Low‐cost and flexible panchromatic organic photodetectors (OPDs) are one of the most promising alternatives in next‐generation wearable electronics, but they still face the formidable challenges of replacing brittle indium tin oxide electrode and suffer from low near‐infrared (NIR) photo‐response. Herein, the low‐cost metal copper (Cu) is used as a semi‐transparent anode to fabricate high‐performance panchromatic multiplication‐type OPDs. Because of the advantages of smooth surface, lower sheet resistance, and good transmittance, high‐quality optical resonant cavity forming between Cu anode and aluminum cathode greatly enhanced the weak sub‐bandgap response of intermolecular charge transfer states in NIR region, while also retaining a good response in the UV–vis region.
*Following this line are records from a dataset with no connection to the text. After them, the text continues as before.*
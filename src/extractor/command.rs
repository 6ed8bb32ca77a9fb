//! Extractor backed by an external program.
//!
//! The program receives the request as one JSON document on stdin, with
//! `schema_version` and `requested_at` added next to the request fields.
//! stdout and stderr are inherited. A zero exit status is success.
use std::io::{ErrorKind, Write};
use std::process::{Command, Stdio};

use chrono::{DateTime, Utc};
use serde::Serialize;
use tracing::{debug, info, warn};

use super::{Extractor, ExtractorFactory};
use crate::core::params::ExtractorConfig;
use crate::core::request::ExtractionRequest;
use crate::error::{Error, Result};

pub const REQUEST_SCHEMA_VERSION: u32 = 1;

#[derive(Debug, Serialize)]
struct RequestEnvelope<'a> {
    schema_version: u32,
    requested_at: DateTime<Utc>,
    #[serde(flatten)]
    request: &'a ExtractionRequest,
}

#[derive(Debug, Clone)]
pub struct CommandFactory {
    config: ExtractorConfig,
}

impl CommandFactory {
    pub fn new(config: ExtractorConfig) -> Self {
        Self { config }
    }
}

impl ExtractorFactory for CommandFactory {
    type Extractor = CommandExtractor;

    fn construct(&self, request: ExtractionRequest) -> Result<CommandExtractor> {
        if self.config.program.trim().is_empty() {
            return Err(Error::InvalidConfig(
                "extractor program must not be empty".to_string(),
            ));
        }
        if let Some(key) = self
            .config
            .env
            .keys()
            .find(|k| k.is_empty() || k.contains('='))
        {
            return Err(Error::InvalidConfig(format!(
                "invalid environment variable name: {key:?}"
            )));
        }

        Ok(CommandExtractor {
            config: self.config.clone(),
            request,
        })
    }
}

#[derive(Debug)]
pub struct CommandExtractor {
    config: ExtractorConfig,
    request: ExtractionRequest,
}

impl CommandExtractor {
    fn encode_request(&self) -> Result<Vec<u8>> {
        let envelope = RequestEnvelope {
            schema_version: REQUEST_SCHEMA_VERSION,
            requested_at: Utc::now(),
            request: &self.request,
        };
        Ok(serde_json::to_vec(&envelope)?)
    }
}

impl Extractor for CommandExtractor {
    fn run(&mut self) -> Result<()> {
        let payload = self.encode_request()?;
        let program = self.config.program.clone();

        let mut command = Command::new(&program);
        command
            .args(&self.config.args)
            .envs(&self.config.env)
            .stdin(Stdio::piped())
            .stdout(Stdio::inherit())
            .stderr(Stdio::inherit());
        if let Some(dir) = &self.config.working_dir {
            command.current_dir(dir);
        }

        info!("Starting extractor: {}", program);
        debug!("Extractor args: {:?}", self.config.args);

        let mut child = command.spawn().map_err(|source| Error::Spawn {
            program: program.clone(),
            source,
        })?;

        if let Some(mut stdin) = child.stdin.take() {
            match stdin.write_all(&payload) {
                Ok(()) => {}
                // The exit status decides whether ignoring stdin was a failure.
                Err(e) if e.kind() == ErrorKind::BrokenPipe => {
                    warn!("Extractor closed stdin before reading the request");
                }
                Err(e) => {
                    let _ = child.kill();
                    let _ = child.wait();
                    return Err(e.into());
                }
            }
        }

        let status = child.wait()?;
        if !status.success() {
            return Err(Error::ExtractorFailed { program, status });
        }

        info!("Extractor finished: {}", program);
        Ok(())
    }
}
Due to the good hole‐collecting ability, the Cu electrode is suitable for realizing the photo‐multiplication effect. Accordingly, the resulting OPDs achieve a panchromatic response ranging from the UV (300 nm) to NIR (900 nm) region. The maximum external quantum efficiency (EQE) reaches 117 040% at 350 nm, and the relatively high EQE of 25 468% is realized even at 765 nm. Furthermore, a flexible OPD is successfully fabricated by using polyethylene terephthalate substrate with Cu anode to achieve the real‐time detection of human blood oxygen pulse signals. A microcavity structure based on a low‐cost copper semi‐transparent electrode is adopted to manipulate the optical field distribution in organic photodetectors and enhance the absorption of intermolecular charge transfer states in the near‐infrared region to broaden the device response range. The introduction of the multiplication mechanism greatly improves the external quantum efficiency of the device, and finally yields high‐performance panchromatic organic photodetectors.